Three years have passed; in the Governor’s palace the two ladies are suffering the miseries of the rich and idle.
[20] Quiet! (the governor repeatedly interjects). Lady: “... I have suffered a lot and I’m certainly not unaware that this life has its black side; I have starved in a ditch, I’ve been burned for a witch, and I’m missing one half of my backside. I’ve been beaten and whipped, and repeatedly stripped, and forced into all kinds of whoredom; but I’m finding of late that the very worst fate is to perish of comfort and boredom.... But I’d far rather be in a tempest at sea, or a bloody North African riot, than to sit in this dump on what’s left of my rump and put up with this terrible quiet!
[21] Orchestral interlude. Candide and Cacambo (who?) take to a boat and drift into a dark cavern, and the stream leads them to El Dorado.
[22] Candide’s ballad of Eldorado: “a land of happy people, just and kind and bold and free...They have no words for fear and greed, for lies and war, revenge and rage”.
Yet they have untold wealth! Candide must drag himself away from this American Shangri-la to find his beloved. He is given numerous golden sheep (with golden fleeces?), but only two survive the hazardous journey. He sends Cacambo off to ransom Cunégonde with one of the sheep, and to take her to Venice.

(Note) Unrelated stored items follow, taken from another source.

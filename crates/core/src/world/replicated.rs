use std::collections::{BTreeMap, BTreeSet};

use crate::id::NetworkId;
use crate::interest::{Aabb, SpatialIndex};
use crate::net::DecodedUpdate;
use crate::schema::{ComponentKind, ComponentValue};
use crate::tick::{Tick, tick_greater_than};

use super::{ComponentSource, RemoteSink};

pub type ComponentTable = BTreeMap<NetworkId, BTreeMap<ComponentKind, ComponentValue>>;

/// Removal ticks older than this behind the newest applied update are
/// forgotten; the ack window is far shorter.
const REMOVAL_MEMORY_TICKS: u32 = 1024;

/// Server ticks at which the values held for each entity were written.
#[derive(Debug, Clone, Default)]
struct RemoteTicks {
    seen: BTreeMap<NetworkId, Tick>,
    written: BTreeMap<(NetworkId, ComponentKind), Tick>,
    removed: BTreeMap<NetworkId, Tick>,
}

impl RemoteTicks {
    fn forget(&mut self, id: NetworkId) {
        self.seen.remove(&id);
        self.written.retain(|(owner, _), _| *owner != id);
    }

    fn on_removed(&mut self, id: NetworkId, tick: Tick) {
        self.forget(id);
        self.removed.insert(id, tick);
    }

    fn on_written(&mut self, id: NetworkId, kind: ComponentKind, tick: Tick) {
        self.written.insert((id, kind), tick);
        self.seen_at(id, tick);
    }

    fn seen_at(&mut self, id: NetworkId, tick: Tick) {
        self.removed.remove(&id);
        let seen = self.seen.entry(id).or_insert(tick);
        if tick_greater_than(tick, *seen) {
            *seen = tick;
        }
    }

    /// Whether `tick` is newer than every write or removal recorded for `id`.
    fn entity_older_than(&self, id: NetworkId, tick: Tick) -> bool {
        let newest = self.seen.get(&id).or_else(|| self.removed.get(&id));
        newest.is_none_or(|&t| tick_greater_than(tick, t))
    }

    fn removed_after(&self, id: NetworkId, tick: Tick) -> bool {
        self.removed
            .get(&id)
            .is_some_and(|&t| !tick_greater_than(tick, t))
    }

    fn component_older_than(&self, id: NetworkId, kind: ComponentKind, tick: Tick) -> bool {
        self.written
            .get(&(id, kind))
            .is_none_or(|&t| tick_greater_than(tick, t))
    }

    fn prune(&mut self, newest: Tick) {
        self.removed
            .retain(|_, &mut t| newest.wrapping_sub(t) <= REMOVAL_MEMORY_TICKS);
    }
}

/// Minimal entity store keyed by [`NetworkId`].
///
/// Tracks which components were written and which entities were despawned
/// since the last [`ReplicatedWorld::advance_tick`], which is all the state
/// store needs from gameplay.
#[derive(Debug, Clone, Default)]
pub struct ReplicatedWorld {
    tick: Tick,
    entities: ComponentTable,
    extents: BTreeMap<NetworkId, Aabb>,
    dirty: BTreeSet<(NetworkId, ComponentKind)>,
    removed: BTreeSet<NetworkId>,
    remote: RemoteTicks,
}

impl ReplicatedWorld {
    pub fn new() -> Self {
        Self::default()
    }

    pub fn tick(&self) -> Tick {
        self.tick
    }

    pub fn advance_tick(&mut self) {
        self.tick = self.tick.wrapping_add(1);
        self.dirty.clear();
        self.removed.clear();
    }

    pub fn spawn(&mut self, id: NetworkId) {
        self.entities.entry(id).or_default();
        self.removed.remove(&id);
    }

    pub fn despawn(&mut self, id: NetworkId) -> bool {
        if self.entities.remove(&id).is_none() {
            return false;
        }
        self.extents.remove(&id);
        self.dirty.retain(|(changed, _)| *changed != id);
        self.removed.insert(id);
        true
    }

    pub fn insert(&mut self, id: NetworkId, kind: ComponentKind, value: ComponentValue) {
        let components = self.entities.entry(id).or_default();
        if components.get(&kind) != Some(&value) {
            components.insert(kind, value);
            self.dirty.insert((id, kind));
        }
        self.removed.remove(&id);
    }

    pub fn remove_component(&mut self, id: NetworkId, kind: ComponentKind) -> Option<ComponentValue> {
        let value = self.entities.get_mut(&id)?.remove(&kind)?;
        self.dirty.insert((id, kind));
        Some(value)
    }

    pub fn get(&self, id: NetworkId, kind: ComponentKind) -> Option<&ComponentValue> {
        self.entities.get(&id)?.get(&kind)
    }

    pub fn contains(&self, id: NetworkId) -> bool {
        self.entities.contains_key(&id)
    }

    pub fn ids(&self) -> impl Iterator<Item = NetworkId> + '_ {
        self.entities.keys().copied()
    }

    pub fn len(&self) -> usize {
        self.entities.len()
    }

    pub fn is_empty(&self) -> bool {
        self.entities.is_empty()
    }

    pub fn table(&self) -> &ComponentTable {
        &self.entities
    }

    pub fn set_extent(&mut self, id: NetworkId, extent: Option<Aabb>) {
        match extent {
            Some(aabb) if self.entities.contains_key(&id) => {
                self.extents.insert(id, aabb);
            }
            _ => {
                self.extents.remove(&id);
            }
        }
    }
}

impl ComponentSource for ReplicatedWorld {
    fn changed_components(&self) -> Vec<(NetworkId, ComponentKind)> {
        self.dirty.iter().copied().collect()
    }

    fn removed_entities(&self) -> Vec<NetworkId> {
        self.removed.iter().copied().collect()
    }

    fn component(&self, id: NetworkId, kind: ComponentKind) -> Option<&ComponentValue> {
        self.get(id, kind)
    }
}

impl SpatialIndex for ReplicatedWorld {
    fn extent(&self, id: NetworkId) -> Option<Aabb> {
        self.extents.get(&id).copied()
    }
}

impl RemoteSink for ReplicatedWorld {
    fn apply_remote(&mut self, update: &DecodedUpdate) {
        let tick = update.tick;
        if update.kind.is_full() && update.complete {
            let keep: BTreeSet<NetworkId> = update.entities.iter().map(|e| e.id).collect();
            let stale: Vec<NetworkId> = self.ids().filter(|id| !keep.contains(id)).collect();
            for id in stale {
                self.despawn(id);
                self.remote.on_removed(id, tick);
            }
        }
        for &id in &update.removed {
            self.despawn(id);
            self.remote.on_removed(id, tick);
        }
        for entity in &update.entities {
            self.spawn(entity.id);
            self.remote.seen_at(entity.id, tick);
            for (kind, value) in &entity.components {
                self.insert(entity.id, *kind, value.clone());
                self.remote.on_written(entity.id, *kind, tick);
            }
        }
        self.remote.prune(tick);
        self.tick = tick;
    }

    fn merge_late(&mut self, update: &DecodedUpdate) -> usize {
        let tick = update.tick;
        let mut taken = 0;

        let mut gone: BTreeSet<NetworkId> = update
            .removed
            .iter()
            .copied()
            .filter(|&id| self.remote.entity_older_than(id, tick))
            .collect();
        if update.kind.is_full() && update.complete {
            let keep: BTreeSet<NetworkId> = update.entities.iter().map(|e| e.id).collect();
            gone.extend(
                self.ids()
                    .filter(|id| !keep.contains(id) && self.remote.entity_older_than(*id, tick)),
            );
        }
        for id in gone {
            self.despawn(id);
            self.remote.on_removed(id, tick);
            taken += 1;
        }

        for entity in &update.entities {
            let id = entity.id;
            if self.remote.removed_after(id, tick) {
                continue;
            }
            if !self.contains(id) {
                self.spawn(id);
                taken += 1;
            }
            self.remote.seen_at(id, tick);
            for (kind, value) in &entity.components {
                if self.remote.component_older_than(id, *kind, tick) {
                    self.insert(id, *kind, value.clone());
                    self.remote.on_written(id, *kind, tick);
                    taken += 1;
                }
            }
        }
        taken
    }
}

In Surinam Candide meets Martin, a professional pessimist, whose philosophy is the opposite of Pangloss (remember Pangloss?).
[23] Martin’s laughing song: Words, words, words, words. “... Absurd ... Nothing to trust in this worst of all possible worlds...”
[24] Bon voyage. Candide is innocently optimistic again, when he acquires a ship going to Venice; but he has been ‘fleeced’ of his last precious sheep in exchange for “a perfect wreck of a boat”. Vanderdendur, the Dutchman who gave it to him, bids him farewell and bon voyage; he acknowledges to himself that he is bad, for deceiving this fine lad, he is a cad, and it makes him sad.
The ship sinks; Martin drowns; and the same fate subsequently befalls Vanderdendur; the golden sheep floats in the sea, and Candide shares a raft with it and five dethroned kings, and also a galley-slave; it is the long-lost Pangloss, and he leads the kings in a repentance session.
[25] The Kings’ Barcarolle: “Yo-ho for the Simple Life”
They arrive in Venice at carnival time, and every one is masked. The Casino is the centre of attraction; the kings go in to pursue the simple life of baccarat and roulette; Cunégonde and the Dame are employed to encourage the gamblers; Paquette is the reigning courtesan; Maximilian is the corrupt Prefect of Police.
[26] Venice gambling scene: “Money, money, money”.
[27] “What’s the use? There’s no use in cheating, it’s all so defeating, and wrong, oh so wrong, if you just have to pass it along!” (Old Lady, Ragotski [casino owner], Maximilian, a Crook)
[28] The Venice Gavotte: “It’s a very moving tale” (Candide and the company). Pangloss breaks the bank, and ladies flock around him.
When the masks fall C and C recognize each other; Candide is shocked into silence, but first sings his lament!
[29] Nothing more than this?
He rebukes His beloved for her love of luxury. They all retire to a farm, but are not happy.
[30] Universal Good: “Life is neither good nor bad”.
[31] Make our garden grow: “You’ve been a fool and so have I .... We’ll build our house, and chop our wood, and make our garden grow”.
Pangloss has the last say: "Any questions?"

In the video version of Bernstein's recording, the white-haired man we see as narrator, and Pangloss, and Martin, is Adolph Green; he and his partner, Betty Comden, have written such classics as On the Town and Singin’ in the Rain.